Exercise goal: Word for word, please restate the lines from the beginning of the data through the line in which "pub mod grid;" appears.

(Recorded data)

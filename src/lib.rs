//! workgrid: the in-memory engine behind a maintenance-management
//! work-order page: a breadcrumb-navigated work-order hierarchy plus a
//! weekly timesheet grid with fixed 15-minute slots.
//!
//! The rendering layer is out of scope; hosts feed UI events into
//! [`store::Scheduler`] and read back [`grid::WeekSnapshot`] and the
//! navigator's visible list. All data is memory-resident.

pub mod config;
pub mod error;
pub mod export;
pub mod grid;
pub mod model;
pub mod selection;
pub mod store;
pub mod tree;

pub use config::{Config, ViewMode};
pub use error::EngineError;
pub use grid::resize::{apply_resize, ResizeController, ResizeEdge, ResizeOutcome};
pub use grid::{compute_week, DaySnapshot, GridEngine, WeekDirection, WeekSnapshot};
pub use model::{EntryDraft, TimesheetEntry, WorkOrder, WorkOrderId};
pub use selection::Selection;
pub use store::Scheduler;
pub use tree::{Navigator, WorkOrderTree};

(End Recorded data)

Task solution:
filename src/lib.rs
//! workgrid: the in-memory engine behind a maintenance-management
//! work-order page: a breadcrumb-navigated work-order hierarchy plus a
//! weekly timesheet grid with fixed 15-minute slots.
//!
//! The rendering layer is out of scope; hosts feed UI events into
//! [`store::Scheduler`] and read back [`grid::WeekSnapshot`] and the
//! navigator's visible list. All data is memory-resident.

pub mod config;
pub mod error;
pub mod export;
pub mod grid;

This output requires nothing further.